**Task requirements**
Looking through the data, please report how many lines contain the string "Deserialize", giving nothing but the number.

Segment Start: Provided data

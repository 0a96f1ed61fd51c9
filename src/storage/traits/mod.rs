//! Storage backend traits.

mod settings;

pub use settings::SettingsStore;
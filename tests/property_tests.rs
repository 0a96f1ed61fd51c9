//! Property-based tests for the codec, key grammar, and account numbering.
//!
//! Uses proptest to verify invariants across random inputs:
//! - Field encoding round-trips in both directions
//! - Key parsing renders back to the original key
//! - Allocated account numbers are unique and avoid existing ones
//! - Malformed lines never change the imported count

// Property tests use expect/unwrap for simplicity - panics are acceptable in tests
#![allow(clippy::expect_used, clippy::unwrap_used)]

use std::collections::BTreeSet;
use std::sync::Arc;

use proptest::prelude::*;
use secrecy::SecretString;
use settings_import::io::encode_record;
use settings_import::services::{IndexAllocator, SequentialGenerator};
use settings_import::{
    FieldCodec, ImportConfig, ImportRequest, ImportService, KdfParams, MemorySettingsStore,
    StructuredKey,
};

// Low cost for fast tests.
const FAST: KdfParams = KdfParams::new(64, 1, 1);

fn codec() -> FieldCodec {
    FieldCodec::with_params(&SecretString::from("property passphrase".to_string()), &FAST).unwrap()
}

proptest! {
    /// Property: decode(encode(x)) == x for printable strings.
    #[test]
    fn prop_decode_inverts_encode(s in "\\PC{0,200}") {
        let codec = codec();
        let token = codec.encode(&s).unwrap();
        prop_assert_eq!(codec.decode(&token).unwrap(), s);
    }

    /// Property: encode(decode(t)) == t for every token decode accepts.
    #[test]
    fn prop_encode_inverts_decode(s in "\\PC{0,200}") {
        let codec = codec();
        let token = codec.encode(&s).unwrap();
        let plain = codec.decode(&token).unwrap();
        prop_assert_eq!(codec.encode(&plain).unwrap(), token);
    }

    /// Property: tokens never contain the default separator.
    #[test]
    fn prop_tokens_avoid_separator(s in "\\PC{0,100}") {
        let token = codec().encode(&s).unwrap();
        prop_assert!(!token.contains(':'));
        prop_assert!(!token.contains('\n'));
    }

    /// Property: parsing then rendering a key is the identity.
    #[test]
    fn prop_key_parse_display_roundtrips(key in "[a-zA-Z0-9.]{0,60}") {
        let parsed = StructuredKey::parse(&key);
        prop_assert!(!parsed.segments().is_empty());
        prop_assert_eq!(parsed.to_string(), key);
    }

    /// Property: allocated numbers are distinct and never collide with existing ones.
    #[test]
    fn prop_allocations_are_unique(
        existing in prop::collection::btree_set(0u32..64, 0..32),
        count in 1usize..40
    ) {
        let mut allocator = IndexAllocator::new(existing.iter().copied());
        let allocated: Vec<u32> = (0..count).map(|_| allocator.allocate().unwrap()).collect();

        let unique: BTreeSet<u32> = allocated.iter().copied().collect();
        prop_assert_eq!(unique.len(), allocated.len());
        prop_assert!(unique.is_disjoint(&existing));

        // Lowest-free: every number below the largest allocation is in use.
        let max = *allocated.iter().max().unwrap();
        for n in 0..max {
            prop_assert!(existing.contains(&n) || unique.contains(&n));
        }
    }

    /// Property: malformed lines interleaved anywhere never change the count.
    #[test]
    fn prop_malformed_lines_ignored(
        groups in 1usize..6,
        noise in prop::collection::vec("[a-zA-Z0-9 ]{0,20}", 0..10)
    ) {
        let codec = codec();
        let mut lines = Vec::new();
        for g in 0..groups {
            lines.push(encode_record(&codec, &format!("g{g}.accountNumber"), "0", ':').unwrap());
            lines.push(encode_record(&codec, &format!("g{g}.name"), "n", ':').unwrap());
        }
        for (i, junk) in noise.iter().enumerate() {
            let at = (i * 3) % (lines.len() + 1);
            lines.insert(at, junk.clone());
        }
        let data = lines.join("\n");

        let secret = SecretString::from("property passphrase".to_string());
        let mut store = MemorySettingsStore::new();
        let result = ImportService::new(ImportConfig::default().with_kdf(FAST))
            .with_generator(Arc::new(SequentialGenerator::new("p")))
            .import(ImportRequest::new(&data, &secret), &mut store)
            .unwrap();

        prop_assert_eq!(result.settings_imported, groups * 2);
        prop_assert_eq!(result.groups_created, groups);
        let expected: Vec<u32> = (0..u32::try_from(groups).unwrap()).collect();
        prop_assert_eq!(result.allocated_account_numbers, expected);
    }
}
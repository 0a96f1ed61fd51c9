//! # Settings Import
//!
//! Restores application settings from an encrypted, line-oriented export
//! into a key-value store.
//!
//! Each line of an export carries one setting as two independently encrypted
//! fields. During import every account UUID found in the export is replaced
//! by a freshly generated one and every `accountNumber` is renumbered to the
//! lowest number still free in the destination, so importing the same file
//! twice yields two independent sets of accounts.
//!
//! ## Pipeline
//!
//! 1. [`io::RecordReader`] splits the blob into lines and decodes both fields
//!    with [`security::FieldCodec`].
//! 2. [`models::StructuredKey`] parses the decoded key into dotted segments.
//! 3. [`services::IdentityRemapper`] rewrites group identifiers and allocates
//!    account numbers.
//! 4. [`services::ImportService`] drives the fold and writes into a
//!    [`storage::SettingsStore`].
//!
//! ## Example
//!
//! ```rust,ignore
//! use settings_import::{ImportConfig, ImportService, MemorySettingsStore};
//! use secrecy::SecretString;
//!
//! let service = ImportService::new(ImportConfig::default());
//! let mut store = MemorySettingsStore::new();
//! let secret = SecretString::from("passphrase".to_string());
//! let result = service.import_into_store(&blob, &secret, &mut store)?;
//! println!("Created {} accounts", result.groups_created);
//! ```

#![deny(clippy::all)]
#![warn(clippy::pedantic)]
#![warn(clippy::nursery)]
#![warn(missing_docs)]
#![forbid(unsafe_code)]

use thiserror::Error as ThisError;

// Module declarations
pub mod config;
pub mod io;
pub mod models;
pub mod observability;
pub mod security;
pub mod services;
pub mod storage;

// Re-exports for convenience
pub use config::ImportConfig;
pub use io::{ImportRecord, RecordReader};
pub use models::{GroupId, GroupRegistry, StructuredKey};
pub use security::{CodecMode, FieldCodec, KdfParams};
pub use services::{ImportOptions, ImportRequest, ImportResult, ImportService};
pub use storage::{MemorySettingsStore, SettingsStore};

/// Error type for settings import operations.
///
/// # Error Variant Triggers
///
/// | Variant | Raised When |
/// |---------|-------------|
/// | `Decode` | A field cannot be decrypted (wrong passphrase, corrupted token) |
/// | `AllocationExhausted` | Every account number is already taken |
/// | `StoreWrite` | The destination store rejects a write |
/// | `InvalidInput` | Configuration values are unusable |
/// | `OperationFailed` | Config file I/O or parsing fails, logging init fails |
///
/// Lines that cannot be split into two fields are not errors; the reader
/// skips them.
#[derive(Debug, ThisError)]
pub enum Error {
    /// A field could not be decoded.
    ///
    /// Raised when:
    /// - The token is not valid URL-safe base64
    /// - The payload is shorter than nonce plus authentication tag
    /// - Authentication fails (wrong passphrase or corrupted data)
    /// - The decrypted bytes are not UTF-8
    #[error(
        "decode failed{}: {reason}",
        .line.map(|n| format!(" at line {n}")).unwrap_or_default()
    )]
    Decode {
        /// 1-based line number of the failing record, when known.
        line: Option<usize>,
        /// Why decoding failed.
        reason: String,
    },

    /// No account number is left to allocate.
    #[error("account number space exhausted")]
    AllocationExhausted,

    /// The destination store rejected a write.
    #[error("store write for '{key}' failed: {cause}")]
    StoreWrite {
        /// The key being written.
        key: String,
        /// The underlying cause.
        cause: String,
    },

    /// Invalid input was provided.
    ///
    /// Raised when:
    /// - The configured field separator can appear inside encoded tokens
    /// - The registry key or index field name is empty
    #[error("invalid input: {0}")]
    InvalidInput(String),

    /// An operation failed.
    ///
    /// Raised when:
    /// - A configuration file cannot be read or parsed
    /// - Logging has already been initialized
    #[error("operation '{operation}' failed: {cause}")]
    OperationFailed {
        /// The operation that failed.
        operation: String,
        /// The underlying cause.
        cause: String,
    },
}

impl Error {
    /// Attaches a line number to a decode error.
    ///
    /// Other variants are returned unchanged.
    #[must_use]
    pub fn at_line(self, line_number: usize) -> Self {
        match self {
            Self::Decode { reason, .. } => Self::Decode {
                line: Some(line_number),
                reason,
            },
            other => other,
        }
    }

    /// Short label used for failure metrics.
    #[must_use]
    pub const fn kind(&self) -> &'static str {
        match self {
            Self::Decode { .. } => "decode",
            Self::AllocationExhausted => "allocation_exhausted",
            Self::StoreWrite { .. } => "store_write",
            Self::InvalidInput(_) => "invalid_input",
            Self::OperationFailed { .. } => "operation_failed",
        }
    }
}

/// Result type alias for settings import operations.
pub type Result<T> = std::result::Result<T, Error>;
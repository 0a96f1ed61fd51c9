//! Group (account) identifiers and the destination's group registry.
//!
//! Settings belonging to one account share a group identifier as the first
//! segment of their keys. The destination keeps an ordered, comma-joined list
//! of every known identifier under a single registry key.

use serde::{Deserialize, Serialize};
use std::fmt;

/// Separator used when serializing the registry.
const REGISTRY_SEPARATOR: char = ',';

/// Unique identifier for a group of settings.
#[derive(Debug, Clone, PartialEq, Eq, Hash, PartialOrd, Ord, Serialize, Deserialize)]
#[serde(transparent)]
pub struct GroupId(String);

impl GroupId {
    /// Creates a new group ID from the given string.
    #[must_use]
    pub fn new(id: impl Into<String>) -> Self {
        Self(id.into())
    }

    /// Generates a new random group ID using UUID v4.
    ///
    /// Uses the hyphenated form so generated IDs match the identifiers the
    /// destination already stores.
    #[must_use]
    pub fn generate() -> Self {
        Self(uuid::Uuid::new_v4().hyphenated().to_string())
    }

    /// Returns the ID as a string slice.
    #[must_use]
    pub fn as_str(&self) -> &str {
        &self.0
    }
}

impl fmt::Display for GroupId {
    fn fmt(&self, f: &mut fmt::Formatter<'_>) -> fmt::Result {
        write!(f, "{}", self.0)
    }
}

impl From<String> for GroupId {
    fn from(s: String) -> Self {
        Self(s)
    }
}

impl From<&str> for GroupId {
    fn from(s: &str) -> Self {
        Self(s.to_string())
    }
}

/// Ordered list of known group identifiers.
///
/// Append-only: existing entries keep their position and are never
/// deduplicated, so a registry read from the destination serializes back to
/// the same prefix.
#[derive(Debug, Clone, Default, PartialEq, Eq)]
pub struct GroupRegistry {
    entries: Vec<String>,
}

impl GroupRegistry {
    /// Creates an empty registry.
    #[must_use]
    pub const fn new() -> Self {
        Self {
            entries: Vec::new(),
        }
    }

    /// Parses a stored registry value.
    ///
    /// A missing or empty value yields an empty registry.
    #[must_use]
    pub fn parse(stored: Option<&str>) -> Self {
        let entries = match stored {
            Some(s) if !s.is_empty() => s.split(REGISTRY_SEPARATOR).map(str::to_string).collect(),
            _ => Vec::new(),
        };
        Self { entries }
    }

    /// Appends a group identifier.
    pub fn push(&mut self, id: &GroupId) {
        self.entries.push(id.as_str().to_string());
    }

    /// Returns the entries in order.
    #[must_use]
    pub fn entries(&self) -> &[String] {
        &self.entries
    }

    /// Returns the number of entries.
    #[must_use]
    pub fn len(&self) -> usize {
        self.entries.len()
    }

    /// Returns true if the registry has no entries.
    #[must_use]
    pub fn is_empty(&self) -> bool {
        self.entries.is_empty()
    }

    /// Serializes the registry for storage.
    #[must_use]
    pub fn to_stored(&self) -> String {
        self.entries.join(&REGISTRY_SEPARATOR.to_string())
    }
}

impl fmt::Display for GroupRegistry {
    fn fmt(&self, f: &mut fmt::Formatter<'_>) -> fmt::Result {
        f.write_str(&self.to_stored())
    }
}
//! Storage layer abstraction.
//!
//! Imports write through the [`SettingsStore`] trait. [`MemorySettingsStore`]
//! is an in-process implementation used by tests and by callers that persist
//! the resulting map themselves.

pub mod memory;
pub mod traits;

pub use memory::MemorySettingsStore;
pub use traits::SettingsStore;
//! Security features.
//!
//! Hosts the symmetric field codec used to decrypt settings exports and the
//! Argon2id derivation of its keys.

pub mod codec;
pub mod kdf;

pub use codec::{CodecMode, FieldCodec, is_token_char};
pub use kdf::KdfParams;
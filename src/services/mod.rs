//! Business logic services.
//!
//! [`ImportService`] drives an import; [`remap`] holds the identity
//! remapping it applies to every setting.

pub mod import;
pub mod remap;

pub use import::{ImportOptions, ImportRequest, ImportResult, ImportService};
pub use remap::{
    IdentifierGenerator, IdentityMap, IdentityRemapper, IndexAllocator, RemapDelta, RemapOutcome,
    SequentialGenerator, UuidGenerator,
};
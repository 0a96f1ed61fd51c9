//! Data models for settings import.

pub mod group;
mod key;

pub use group::{GroupId, GroupRegistry};
pub use key::{SEGMENT_SEPARATOR, StructuredKey};
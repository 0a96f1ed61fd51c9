//! Per-field symmetric codec for settings exports.
//!
//! Every key and every value in an export is encrypted on its own, so a
//! single line can be decoded without context from its neighbours.
//!
//! # Security Properties
//!
//! - **Algorithm**: AES-256-GCM (CTR keystream plus authentication tag)
//! - **Key**: Argon2id over the passphrase with a fixed application salt,
//!   split into a cipher key and a nonce key
//! - **Nonce**: synthetic, the first 12 bytes of HMAC-SHA256 over the plaintext
//! - **Format**: URL-safe base64 (no padding) of nonce + ciphertext + tag
//!
//! The synthetic nonce makes encoding deterministic: the same field always
//! encodes to the same token under the same passphrase, and `decode` only
//! accepts tokens that `encode` could have produced.
//!
//! The token alphabet is `[A-Za-z0-9_-]`, so tokens never contain the
//! line's field separator.
//!
//! # Example
//!
//! ```rust,ignore
//! use settings_import::security::FieldCodec;
//! use secrecy::SecretString;
//!
//! let codec = FieldCodec::new(&SecretString::from("passphrase".to_string()))?;
//! let token = codec.encode("account.name")?;
//! assert_eq!(codec.decode(&token)?, "account.name");
//! ```

use crate::security::kdf::{KdfParams, SUBKEY_LEN, derive_keys};
use crate::{Error, Result};

use aes_gcm::{
    Aes256Gcm, Nonce,
    aead::{Aead, KeyInit},
};
use base64::Engine;
use base64::engine::general_purpose::URL_SAFE_NO_PAD;
use hmac::{Hmac, Mac};
use secrecy::{ExposeSecret, SecretString};
use sha2::Sha256;
use zeroize::Zeroize;

/// Nonce size for AES-256-GCM (12 bytes / 96 bits).
const NONCE_SIZE: usize = 12;

/// Authentication tag size for AES-256-GCM.
const TAG_SIZE: usize = 16;

type HmacSha256 = Hmac<Sha256>;

/// Direction in which a [`FieldCodec`] is applied.
#[derive(Debug, Clone, Copy, PartialEq, Eq)]
pub enum CodecMode {
    /// Plaintext to token.
    Encode,
    /// Token to plaintext.
    Decode,
}

/// Returns true if `c` can appear in an encoded token.
#[must_use]
pub const fn is_token_char(c: char) -> bool {
    c.is_ascii_alphanumeric() || c == '-' || c == '_'
}

/// Symmetric field codec keyed by a passphrase.
pub struct FieldCodec {
    cipher: Aes256Gcm,
    nonce_key: [u8; SUBKEY_LEN],
}

impl FieldCodec {
    /// Creates a codec from a passphrase with the default KDF cost.
    ///
    /// # Errors
    ///
    /// Returns an error if key derivation fails.
    pub fn new(passphrase: &SecretString) -> Result<Self> {
        Self::with_params(passphrase, &KdfParams::default())
    }

    /// Creates a codec from a passphrase with explicit KDF cost parameters.
    ///
    /// # Errors
    ///
    /// Returns [`Error::InvalidInput`] if the parameters are unusable, or
    /// [`Error::OperationFailed`] if key derivation fails.
    pub fn with_params(passphrase: &SecretString, params: &KdfParams) -> Result<Self> {
        let keys = derive_keys(passphrase.expose_secret().as_bytes(), params)?;

        let cipher = Aes256Gcm::new_from_slice(keys.cipher_key()).map_err(|e| {
            Error::OperationFailed {
                operation: "init_cipher".to_string(),
                cause: e.to_string(),
            }
        })?;
        let mut nonce_key = [0u8; SUBKEY_LEN];
        nonce_key.copy_from_slice(keys.nonce_key());

        Ok(Self { cipher, nonce_key })
    }

    /// Applies the codec in the given direction.
    ///
    /// # Errors
    ///
    /// Returns [`Error::Decode`] if decoding fails, or
    /// [`Error::OperationFailed`] if encryption fails.
    pub fn transform(&self, mode: CodecMode, input: &str) -> Result<String> {
        match mode {
            CodecMode::Encode => self.encode(input),
            CodecMode::Decode => self.decode(input),
        }
    }

    /// Encodes a plaintext field into a token.
    ///
    /// # Errors
    ///
    /// Returns an error if encryption fails.
    pub fn encode(&self, plaintext: &str) -> Result<String> {
        let nonce_bytes = self.synthetic_nonce(plaintext.as_bytes())?;
        let nonce = Nonce::from(nonce_bytes);

        let ciphertext = self
            .cipher
            .encrypt(&nonce, plaintext.as_bytes())
            .map_err(|e| Error::OperationFailed {
                operation: "encode_field".to_string(),
                cause: format!("AES-256-GCM encryption failed: {e}"),
            })?;

        let mut payload = Vec::with_capacity(NONCE_SIZE + ciphertext.len());
        payload.extend_from_slice(&nonce_bytes);
        payload.extend_from_slice(&ciphertext);

        Ok(URL_SAFE_NO_PAD.encode(payload))
    }

    /// Decodes a token back into its plaintext field.
    ///
    /// # Errors
    ///
    /// Returns [`Error::Decode`] if the token is malformed, was produced under
    /// another passphrase, or has been tampered with.
    pub fn decode(&self, token: &str) -> Result<String> {
        let payload = URL_SAFE_NO_PAD
            .decode(token.as_bytes())
            .map_err(|e| decode_error(format!("invalid base64: {e}")))?;

        let min_size = NONCE_SIZE + TAG_SIZE;
        if payload.len() < min_size {
            return Err(decode_error(format!(
                "payload too short: {} bytes, minimum {min_size}",
                payload.len()
            )));
        }

        let (nonce_part, ciphertext) = payload.split_at(NONCE_SIZE);
        let nonce_bytes: [u8; NONCE_SIZE] = nonce_part
            .try_into()
            .map_err(|_| decode_error("invalid nonce length".to_string()))?;

        let plaintext = self
            .cipher
            .decrypt(&Nonce::from(nonce_bytes), ciphertext)
            .map_err(|_| {
                decode_error(
                    "authentication failed (wrong passphrase or corrupted data)".to_string(),
                )
            })?;

        if self.synthetic_nonce(&plaintext)? != nonce_bytes {
            return Err(decode_error("nonce does not match plaintext".to_string()));
        }

        String::from_utf8(plaintext).map_err(|e| decode_error(format!("invalid UTF-8: {e}")))
    }

    fn synthetic_nonce(&self, plaintext: &[u8]) -> Result<[u8; NONCE_SIZE]> {
        let mut mac =
            <HmacSha256 as Mac>::new_from_slice(&self.nonce_key).map_err(|e| {
                Error::OperationFailed {
                    operation: "derive_nonce".to_string(),
                    cause: e.to_string(),
                }
            })?;
        mac.update(plaintext);
        let tag = mac.finalize().into_bytes();

        let mut nonce = [0u8; NONCE_SIZE];
        nonce.copy_from_slice(&tag[..NONCE_SIZE]);
        Ok(nonce)
    }
}

impl Drop for FieldCodec {
    fn drop(&mut self) {
        self.nonce_key.zeroize();
    }
}

impl std::fmt::Debug for FieldCodec {
    fn fmt(&self, f: &mut std::fmt::Formatter<'_>) -> std::fmt::Result {
        f.debug_struct("FieldCodec").finish_non_exhaustive()
    }
}

const fn decode_error(reason: String) -> Error {
    Error::Decode { line: None, reason }
}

Segment End: Provided data

**Your response**
2